### TASK DETAILS
Work out the number of lines in the listing that include the string "item". Reply with that number alone.

*** Opening of RECORDS PROVIDED ***

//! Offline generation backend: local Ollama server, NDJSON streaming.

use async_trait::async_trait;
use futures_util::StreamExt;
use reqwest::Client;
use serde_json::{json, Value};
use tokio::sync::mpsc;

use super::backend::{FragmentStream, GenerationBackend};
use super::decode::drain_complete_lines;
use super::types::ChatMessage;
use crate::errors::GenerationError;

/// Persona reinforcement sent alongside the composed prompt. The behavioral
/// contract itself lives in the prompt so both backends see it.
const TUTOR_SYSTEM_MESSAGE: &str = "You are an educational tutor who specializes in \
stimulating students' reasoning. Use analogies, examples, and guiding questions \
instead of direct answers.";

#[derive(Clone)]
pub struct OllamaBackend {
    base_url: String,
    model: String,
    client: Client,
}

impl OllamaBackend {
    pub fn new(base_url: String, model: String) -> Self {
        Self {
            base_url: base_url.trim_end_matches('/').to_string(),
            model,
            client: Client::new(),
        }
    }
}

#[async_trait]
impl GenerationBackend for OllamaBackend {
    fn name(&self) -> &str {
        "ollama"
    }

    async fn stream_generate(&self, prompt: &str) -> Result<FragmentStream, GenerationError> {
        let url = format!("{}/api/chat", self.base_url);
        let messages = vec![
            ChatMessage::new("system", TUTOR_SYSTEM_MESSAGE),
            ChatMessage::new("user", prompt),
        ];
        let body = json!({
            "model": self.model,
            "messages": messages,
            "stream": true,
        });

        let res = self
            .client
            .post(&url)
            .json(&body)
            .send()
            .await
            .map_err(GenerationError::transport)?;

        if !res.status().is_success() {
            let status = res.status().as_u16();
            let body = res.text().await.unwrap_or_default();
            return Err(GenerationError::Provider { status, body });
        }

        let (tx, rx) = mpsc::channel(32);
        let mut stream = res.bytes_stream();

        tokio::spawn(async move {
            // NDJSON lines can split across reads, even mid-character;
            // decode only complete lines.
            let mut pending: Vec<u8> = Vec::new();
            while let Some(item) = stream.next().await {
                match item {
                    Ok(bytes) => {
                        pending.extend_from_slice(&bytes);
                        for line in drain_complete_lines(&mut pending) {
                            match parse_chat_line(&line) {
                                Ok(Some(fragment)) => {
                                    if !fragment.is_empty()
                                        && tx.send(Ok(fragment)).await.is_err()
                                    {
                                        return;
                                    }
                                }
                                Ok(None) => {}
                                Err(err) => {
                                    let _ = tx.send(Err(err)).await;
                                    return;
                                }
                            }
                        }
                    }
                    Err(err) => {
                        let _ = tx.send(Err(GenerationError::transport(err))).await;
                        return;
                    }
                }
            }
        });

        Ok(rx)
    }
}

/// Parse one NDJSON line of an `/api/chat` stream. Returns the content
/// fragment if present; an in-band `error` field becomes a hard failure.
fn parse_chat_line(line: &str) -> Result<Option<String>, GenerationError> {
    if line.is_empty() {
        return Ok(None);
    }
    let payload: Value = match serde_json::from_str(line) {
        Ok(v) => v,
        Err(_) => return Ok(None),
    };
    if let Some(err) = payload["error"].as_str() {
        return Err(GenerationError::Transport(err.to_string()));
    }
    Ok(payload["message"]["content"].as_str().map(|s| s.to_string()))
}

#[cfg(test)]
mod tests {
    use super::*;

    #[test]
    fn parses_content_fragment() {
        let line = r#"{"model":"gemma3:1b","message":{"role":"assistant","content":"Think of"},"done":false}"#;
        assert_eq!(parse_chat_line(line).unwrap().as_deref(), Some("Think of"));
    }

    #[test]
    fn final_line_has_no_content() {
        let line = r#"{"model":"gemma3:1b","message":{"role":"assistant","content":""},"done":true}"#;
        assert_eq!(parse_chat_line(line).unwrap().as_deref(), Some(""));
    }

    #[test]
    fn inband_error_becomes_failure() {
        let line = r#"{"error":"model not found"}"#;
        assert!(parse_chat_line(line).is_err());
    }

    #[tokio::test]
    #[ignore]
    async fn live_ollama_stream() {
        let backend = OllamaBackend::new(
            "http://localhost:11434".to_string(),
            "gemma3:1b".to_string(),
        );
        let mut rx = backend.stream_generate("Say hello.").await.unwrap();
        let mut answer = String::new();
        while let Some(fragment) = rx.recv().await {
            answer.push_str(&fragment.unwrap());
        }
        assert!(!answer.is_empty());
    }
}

*** Close of RECORDS PROVIDED ***
*** Opening of RECORDS PROVIDED ***

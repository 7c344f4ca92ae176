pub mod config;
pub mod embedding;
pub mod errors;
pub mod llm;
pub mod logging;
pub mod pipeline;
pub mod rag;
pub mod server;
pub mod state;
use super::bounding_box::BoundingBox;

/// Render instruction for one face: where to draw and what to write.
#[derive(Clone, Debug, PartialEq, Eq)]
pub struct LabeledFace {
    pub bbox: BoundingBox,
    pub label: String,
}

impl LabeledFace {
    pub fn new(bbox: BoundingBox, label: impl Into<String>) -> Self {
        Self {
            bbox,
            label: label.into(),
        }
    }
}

*** Close of RECORDS PROVIDED ***
*** Opening of RECORDS PROVIDED ***

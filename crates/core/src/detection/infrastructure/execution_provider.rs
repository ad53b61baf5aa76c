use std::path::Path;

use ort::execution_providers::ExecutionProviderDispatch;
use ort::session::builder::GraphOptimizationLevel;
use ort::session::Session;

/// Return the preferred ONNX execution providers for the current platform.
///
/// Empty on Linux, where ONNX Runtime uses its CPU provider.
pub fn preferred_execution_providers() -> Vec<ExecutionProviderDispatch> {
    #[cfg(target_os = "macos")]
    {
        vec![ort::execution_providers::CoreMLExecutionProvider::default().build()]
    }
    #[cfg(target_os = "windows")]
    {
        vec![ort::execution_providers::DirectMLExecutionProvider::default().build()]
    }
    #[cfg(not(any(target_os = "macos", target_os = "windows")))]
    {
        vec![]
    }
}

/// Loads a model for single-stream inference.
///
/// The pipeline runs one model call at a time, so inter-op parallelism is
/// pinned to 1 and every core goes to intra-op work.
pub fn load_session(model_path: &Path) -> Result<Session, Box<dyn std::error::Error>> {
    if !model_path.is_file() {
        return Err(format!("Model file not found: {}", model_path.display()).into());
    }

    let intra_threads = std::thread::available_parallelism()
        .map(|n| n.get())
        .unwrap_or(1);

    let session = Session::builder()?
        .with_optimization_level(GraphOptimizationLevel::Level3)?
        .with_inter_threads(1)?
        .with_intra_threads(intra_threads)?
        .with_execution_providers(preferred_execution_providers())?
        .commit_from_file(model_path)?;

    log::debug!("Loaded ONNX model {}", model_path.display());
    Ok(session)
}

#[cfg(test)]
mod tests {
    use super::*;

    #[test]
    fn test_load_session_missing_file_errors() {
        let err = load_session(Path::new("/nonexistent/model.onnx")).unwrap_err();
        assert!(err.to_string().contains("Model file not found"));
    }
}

*** Close of RECORDS PROVIDED ***

### RESPONSE
2